Frankfurter Buchmesse / Incarner la littérature: Jean-Philippe Rossignol sur les défis qui attendent la littérature luxembourgeoise
Après un parcours marqué par des étapes chez Flammarion et la Compagnie Ghislain Roussel, Jean-Philippe Rossignol est nommé responsable littérature et édition chez Kultur|lx.
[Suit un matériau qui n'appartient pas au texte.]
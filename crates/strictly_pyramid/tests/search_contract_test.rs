//! Drives the engine through the search capability trait.
//!
//! The alpha-beta here is a plain test harness written only against
//! `AdversarialGame`, the way an external search player would use it.

use strictly_pyramid::{AdversarialGame, Cell, GameEngine, Marker};
use tracing_subscriber::EnvFilter;

fn init_tracing() {
    let _ = tracing_subscriber::fmt()
        .with_env_filter(EnvFilter::from_default_env())
        .with_test_writer()
        .try_init();
}

/// Minimax value of `state` to `player`, with alpha-beta pruning.
fn alpha_beta<G: AdversarialGame>(
    game: &G,
    state: &G::State,
    player: G::Player,
    mut alpha: i8,
    mut beta: i8,
) -> i8 {
    if game.terminal_test(state) {
        return game.utility(state, player);
    }

    let maximizing = game.to_move(state) == player;
    let mut best = if maximizing { i8::MIN } else { i8::MAX };
    for action in game.legal_moves(state) {
        let value = alpha_beta(game, &game.apply(state, action), player, alpha, beta);
        if maximizing {
            best = best.max(value);
            alpha = alpha.max(best);
        } else {
            best = best.min(value);
            beta = beta.min(best);
        }
        if alpha >= beta {
            break;
        }
    }
    best
}

fn value<G: AdversarialGame>(game: &G, state: &G::State, player: G::Player) -> i8 {
    alpha_beta(game, state, player, -1, 1)
}

#[test]
fn test_first_player_forces_win() {
    init_tracing();
    let engine = GameEngine::default();
    let root = engine.initial_state();

    assert_eq!(value(&engine, &root, Marker::X), 1);
    assert_eq!(value(&engine, &root, Marker::O), -1);
}

#[test]
fn test_only_left_corner_of_middle_row_wins() {
    init_tracing();
    let engine = GameEngine::default();
    let root = engine.initial_state();

    let winning: Vec<Cell> = AdversarialGame::legal_moves(&engine, &root)
        .into_iter()
        .filter(|&cell| value(&engine, &AdversarialGame::apply(&engine, &root, cell), Marker::X) == 1)
        .collect();

    assert_eq!(winning, vec![Cell::new(3, 1)]);
}

#[test]
fn test_search_takes_immediate_win() {
    init_tracing();
    let engine = GameEngine::default();
    // X holds (3,1) and (2,1); the apex completes the column.
    let state = engine.replay(&[Cell::new(3, 1), Cell::new(3, 2), Cell::new(2, 1), Cell::new(3, 3)]);

    let after = AdversarialGame::apply(&engine, &state, Cell::new(1, 1));
    assert!(AdversarialGame::terminal_test(&engine, &after));
    assert_eq!(AdversarialGame::utility(&engine, &after, Marker::X), 1);
    assert_eq!(value(&engine, &state, Marker::X), 1);
}

#[test]
fn test_tiny_board_is_drawn() {
    init_tracing();
    // Two cells: nobody can ever make three.
    let engine = GameEngine::from_profile(&[1, 1]).unwrap();
    let root = engine.initial_state();
    assert_eq!(value(&engine, &root, Marker::X), 0);
}
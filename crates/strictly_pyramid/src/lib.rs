//! Strictly Pyramid - pyramid tic-tac-toe as a pure game model
//!
//! Two players place X and O markers on a triangular board of rows with
//! varying width (1, 2, 3, 2, 1 cells by default). Three markers in a row,
//! column or diagonal win. The crate is the rules only: a search player drives
//! it through [`AdversarialGame`], and a renderer reads [`GameState::board`].
//!
//! # Architecture
//!
//! - **Geometry**: board shape, canonical cell order, step directions
//! - **Engine**: immutable state transitions and evaluation
//! - **Rules**: local win detection around the last move
//! - **Contracts / Invariants**: move preconditions and state postconditions
//!
//! # Example
//!
//! ```
//! use strictly_pyramid::{Cell, GameEngine, Marker};
//!
//! let engine = GameEngine::default();
//! let moves = [(3, 1), (3, 2), (2, 1), (3, 3), (1, 1)].map(Cell::from);
//! let state = engine.replay(&moves);
//!
//! assert!(engine.terminal_test(&state));
//! assert_eq!(engine.utility(&state, Marker::X), 1);
//! ```

#![warn(missing_docs)]
#![forbid(unsafe_code)]

// Private module declarations
mod config;
mod contracts;
mod engine;
mod error;
mod geometry;
mod invariants;
mod rules;
mod search;
mod types;

// Crate-level exports - Geometry
pub use geometry::{BoardGeometry, Cell, DEFAULT_PROFILE, Direction};

// Crate-level exports - State
pub use types::{Board, GameState, GameStatus, Marker, Placement};

// Crate-level exports - Engine and search seam
pub use engine::GameEngine;
pub use search::AdversarialGame;

// Crate-level exports - Rules
pub use rules::{
    WIN_LENGTH, completes_line, compute_outcome, has_line, is_draw, is_full, run_length,
};

// Crate-level exports - Contracts and invariants
pub use contracts::{
    CellAvailable, CellOnBoard, CellUnoccupied, Contract, LegalMove, MoveContract,
    StateConsistent,
};
pub use invariants::{
    AlternatingTurnInvariant, CellPartitionInvariant, Invariant, InvariantSet,
    InvariantViolation, OutcomeConsistentInvariant, PyramidInvariants,
};

// Crate-level exports - Configuration and errors
pub use config::{ConfigError, PyramidConfig};
pub use error::{GeometryError, MoveError, SnapshotError};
Le Tageblatt s’est entretenu avec ce passionné de littérature sur les défis qui attendent le secteur.
Installés dans une cafète qui a déjà fermé son self-service à 17 heures battantes, symbolisant un peu tristement cette première mouture (peut-être) postpandémique, nous nous entretenons donc sans prendre le café avec Jean-Philippe Rossignol, responsable de la littérature et de l’édition chez Kultur|lx.
Pour ce touche-à-tout pétillant d’idées – il est éditeur, écrivain, programmateur … –, le paysage littéraire et éditorial du Luxembourg est à la fois „une découverte et pas une découverte“, puisqu’il avait pu découvrir, alors qu’il présidait la Compagnie Ghislain Roussel, une partie émergée de l’iceberg littéraire du pays – un premier ancrage qui, pour lui, s’est fait par le biais de Hydre Editions et s’est poursuivi par des projets sur la traduction et l’animation de rencontres.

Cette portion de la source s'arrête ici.